Gargalos no Mar Vermelho e alta da commodity pressionam juros nos EUA, mas balança comercial favorece o Brasil.
O petróleo voltou a tocar os US$ 95 e, com isso, retorna o estresse inflacionário que o mercado imaginava ter deixado para trás no primeiro semestre. A pressão se dá por dois canais simultâneos: o preço da commodity em si e o encarecimento da cadeia logística global, agravado agora pelo estrangulamento na rota do Mar Vermelho, onde o conflito com os houthis segue comprometendo a navegação. São, portanto, dois gargalos operando ao mesmo tempo sobre o fluxo de petróleo que sai do Oriente Médio.
O reflexo nos ativos americanos é imediato. O juro de dez anos nos Estados Unidos foi à máxima de 4,63%, e o dólar medido pelo DXY bateu 101, muito perto da máxima do ano. Estamos, outra vez, diante de um pico de estresse quanto aos efeitos do preço do petróleo sobre a inflação e sobre a curva de juros americana.

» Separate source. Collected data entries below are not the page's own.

impl Selection {
    pub fn new() -> Self {
        Self { phase: Phase::Idle, anchor: None, far: None, scroll_vector: None }
    }

    pub fn phase(&self) -> Phase {
        self.phase
    }

    pub fn is_active(&self) -> bool {
        !matches!(self.phase, Phase::Idle)
    }

    pub fn scroll_vector(&self) -> Option<ScrollVector> {
        self.scroll_vector
    }

    /// Begin a drag at the viewport-relative row/col the mouse went down on.
    pub fn press_at(&mut self, row: usize, col: usize, viewport: &ViewportState) {
        let Some(r) = viewport.display().get(row) else { return };
        let a = BufferAnchor { physical_line: r.physical_line.clone(), logical_index: r.logical_index, col };
        self.anchor = Some(a.clone());
        self.far = Some(a);
        self.scroll_vector = None;
        self.phase = Phase::Dragging;
    }

    /// Update the far corner on mouse-move. `row` may fall outside
    /// `[0, viewport height)`, meaning the pointer has left the client
    /// rectangle — that arms the periodic-scroll vector instead of moving
    /// the far corner (spec.md §4.F).
    pub fn drag_to(&mut self, row: i32, col: usize, viewport: &ViewportState) {
        if self.phase != Phase::Dragging {
            return;
        }
        let height = viewport.lines_in_viewport() as i32;
        if row < 0 {
            self.scroll_vector = Some(ScrollVector { rows: -1 });
            return;
        }
        if row >= height {
            self.scroll_vector = Some(ScrollVector { rows: 1 });
            return;
        }
        self.scroll_vector = None;
        if let Some(r) = viewport.display().get(row as usize) {
            self.far = Some(BufferAnchor { physical_line: r.physical_line.clone(), logical_index: r.logical_index, col });
        }
    }

    /// One periodic-scroll tick while dragging outside the client
    /// rectangle: the far corner follows the buffer in the scroll
    /// direction, translating the selection's buffer-anchored coordinates
    /// along with the viewport (spec.md §4.F).
    pub fn tick_scroll(&mut self, store: &LineStore, width: usize, matches: &dyn MatchSource, auto_wrap: bool, use_filtered: bool) {
        let Some(vector) = self.scroll_vector else { return };
        let Some(far) = self.far.clone() else { return };
        let stepped = if vector.rows > 0 {
            viewport::store_next(store, Some(&far.physical_line), use_filtered)
                .and_then(|phys| viewport::row_at(&phys, 0, width, matches, auto_wrap))
        } else {
            viewport::store_prev(store, Some(&far.physical_line), use_filtered)
                .and_then(|phys| viewport::row_at(&phys, 0, width, matches, auto_wrap))
        };
        if let Some(row) = stepped {
            self.far = Some(BufferAnchor { physical_line: row.physical_line, logical_index: row.logical_index, col: far.col });
        }
    }

    pub fn release(&mut self) {
        if self.phase == Phase::Dragging {
            self.phase = Phase::Committed;
            self.scroll_vector = None;
        }
    }

    pub fn clear(&mut self) {
        self.phase = Phase::Idle;
        self.anchor = None;
        self.far = None;
        self.scroll_vector = None;
    }

    /// Double-click word-expand at `(row, col)`: selects the run of
    /// non-break characters under the cursor and commits immediately, no
    /// drag involved. Forms no selection if the cursor sits on a break
    /// character (spec.md §4.F).
    pub fn double_click(&mut self, row: usize, col: usize, break_chars: &str, viewport: &ViewportState) {
        let Some(r) = viewport.display().get(row) else { return };
        let cells = visible_cells(&r.text);
        let Some(&(_, ch)) = cells.get(col) else { return };
        if break_chars.contains(ch) {
            return;
        }
        let mut left = col;
        while left > 0 && !break_chars.contains(cells[left - 1].1) {
            left -= 1;
        }
        let mut right = col;
        while right + 1 < cells.len() && !break_chars.contains(cells[right + 1].1) {
            right += 1;
        }
        self.anchor = Some(BufferAnchor { physical_line: r.physical_line.clone(), logical_index: r.logical_index, col: left });
        self.far = Some(BufferAnchor { physical_line: r.physical_line.clone(), logical_index: r.logical_index, col: right + 1 });
        self.scroll_vector = None;
        self.phase = Phase::Committed;
    }

    /// Re-derive the logical lines under the selection and assemble
    /// VT/plain/HTML clipboard representations (spec.md §4.F copy path).
    /// `None` if nothing is selected.
    pub fn copy(&self, store: &LineStore, width: usize, matches: &dyn MatchSource, auto_wrap: bool, use_filtered: bool) -> Option<ClipboardExport> {
        let anchor = self.anchor.as_ref()?;
        let far = self.far.as_ref()?;
        let (top, bottom) = if order_key(anchor) <= order_key(far) { (anchor, far) } else { (far, anchor) };
        let left = anchor.col.min(far.col);
        let right = anchor.col.max(far.col);

        let mut rows = Vec::new();
        let mut row = viewport::row_at(&top.physical_line, top.logical_index, width, matches, auto_wrap)?;
        loop {
            let reached_bottom = Arc::ptr_eq(&row.physical_line, &bottom.physical_line) && row.logical_index == bottom.logical_index;
            let is_last = reached_bottom || !row.more_logical_lines && viewport::store_next(store, Some(&row.physical_line), use_filtered).is_none();
            rows.push(row.clone());
            if reached_bottom || is_last {
                break;
            }
            match viewport::next_row(store, &row, width, matches, auto_wrap, use_filtered) {
                Some(next) => row = next,
                // Bottom anchor no longer reachable (e.g. filtered out mid-drag); stop with what we have.
                None => break,
            }
        }

        let mut vt = String::new();
        for r in &rows {
            let (clipped, color) = clip_to_cell_range(&r.text, left, right, r.initial_display_color);
            vt.push_str(&string_to_text_attribute(color));
            vt.push_str(clipped);
            vt.push_str("\r\n");
        }

        let mut plain = strip_escapes(&vt);
        while plain.ends_with('\n') || plain.ends_with('\r') {
            plain.pop();
        }
        let html = vt_to_html(&vt);

        Some(ClipboardExport { plain, vt, html })
    }
}
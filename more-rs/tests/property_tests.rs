//! Property tests over the logical-line partition invariant (spec.md
//! invariant 1) and the `Attr` <-> escape-sequence round trip, run against
//! arbitrary inputs rather than the fixed cases already covered inline in
//! `logical.rs`/`attr.rs`.

use std::sync::Arc;

use proptest::prelude::*;

use morepager::attr::{final_color_from_escape, string_to_text_attribute, Attr};
use morepager::buffer::SharedLine;
use morepager::linestore::LineStore;
use morepager::logical::{count_logical_lines_on_physical_line, generate};
use morepager::vtscan::NoMatches;

/// Printable ASCII only: the wrap logic measures width per byte/char, not
/// grapheme clusters, so multi-byte UTF-8 would make the expected logical
/// line count harder to state without duplicating the scanner's own logic.
fn plain_text() -> impl Strategy<Value = String> {
    "[ -~]{0,300}"
}

proptest! {
    /// Every logical line generated for a physical line, concatenated back
    /// together, reproduces the physical line exactly — no gaps, no
    /// overlap, no dropped bytes (spec.md invariant 1), for arbitrary text
    /// and viewport widths.
    #[test]
    fn partition_has_no_gaps_or_overlap(text in plain_text(), width in 1usize..120, auto_wrap in any::<bool>()) {
        let store = LineStore::new();
        let mem: Arc<str> = Arc::from(text.clone());
        let physical = store.append(SharedLine::whole(mem), Attr::DEFAULT);

        let n = count_logical_lines_on_physical_line(&physical, width, &NoMatches, auto_wrap);
        let lines = generate(&physical, 0, n, width, &NoMatches, auto_wrap);

        let mut expected_offset = 0usize;
        let mut reassembled = String::new();
        for line in &lines {
            prop_assert_eq!(line.char_offset, expected_offset);
            expected_offset += line.text.len();
            reassembled.push_str(&line.text);
        }
        prop_assert_eq!(expected_offset, physical.contents().len());
        prop_assert_eq!(reassembled, text);
    }

    /// `count_logical_lines_on_physical_line` and `generate` agree on how
    /// many logical lines a physical line produces.
    #[test]
    fn generate_produces_exactly_the_counted_number_of_lines(text in plain_text(), width in 1usize..120, auto_wrap in any::<bool>()) {
        let store = LineStore::new();
        let mem: Arc<str> = Arc::from(text);
        let physical = store.append(SharedLine::whole(mem), Attr::DEFAULT);

        let n = count_logical_lines_on_physical_line(&physical, width, &NoMatches, auto_wrap);
        let lines = generate(&physical, 0, n.max(1), width, &NoMatches, auto_wrap);
        prop_assert_eq!(lines.len(), n);
    }

    /// Every `Attr` in the 4-bit fg/bg palette round-trips through its SGR
    /// escape-sequence rendering.
    #[test]
    fn attr_roundtrips_through_escape_sequence(fg in 0u8..16, bg in 0u8..16) {
        let attr = Attr::from_fg_bg(fg, bg);
        let escape = string_to_text_attribute(attr);
        let back = final_color_from_escape(Attr::DEFAULT, &escape);
        prop_assert_eq!(back.fg(), attr.fg());
        prop_assert_eq!(back.bg(), attr.bg());
    }
}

Praticamente todo mundo trabalhava com um cenário bem mais tranquilo para o petróleo no segundo semestre, apostando em um cessar-fogo entre Estados Unidos e Irã. O fato é que já estamos na décima noite de ataques na região, e o conflito continua pressionando a cotação para cima. O Brasil, curiosamente, está bem posicionado nesse cenário. O câmbio segue em torno de R$ 5,10, ou um pouco abaixo disso, e volta a valer aquela dinâmica de Brasil exportador de petróleo que já vimos operar no primeiro semestre, quando a balança comercial ficou exuberante justamente por conta do preço da commodity.
Nesta segunda quinzena de julho e, eventualmente, ao longo de agosto, devemos observar de novo uma balança comercial muito forte. Há espaço concreto para o superávit brasileiro voltar a romper a casa dos US$ 80 bilhões a US$ 90 bilhões no ano, puxado pelo petróleo. Claro que existe o custo inflacionário embutido nisso. Mas o governo segue administrando o repasse: mantém a taxação da exportação de petróleo e a subvenção do diesel e da gasolina, o que atenua o efeito nos preços da bomba. O resultado é uma combinação relativamente confortável — melhora da balança comercial com efeito inflacionário doméstico menos intenso do que se poderia esperar.
Ou seja, o Brasil acaba desempenhando bem em um cenário mundial de inflação em alta e petróleo pressionado. O alerta que fica é externo: o comportamento do juro americano daqui para frente, em um ambiente de inflação novamente ascendente, é a variável a ser monitorada de perto.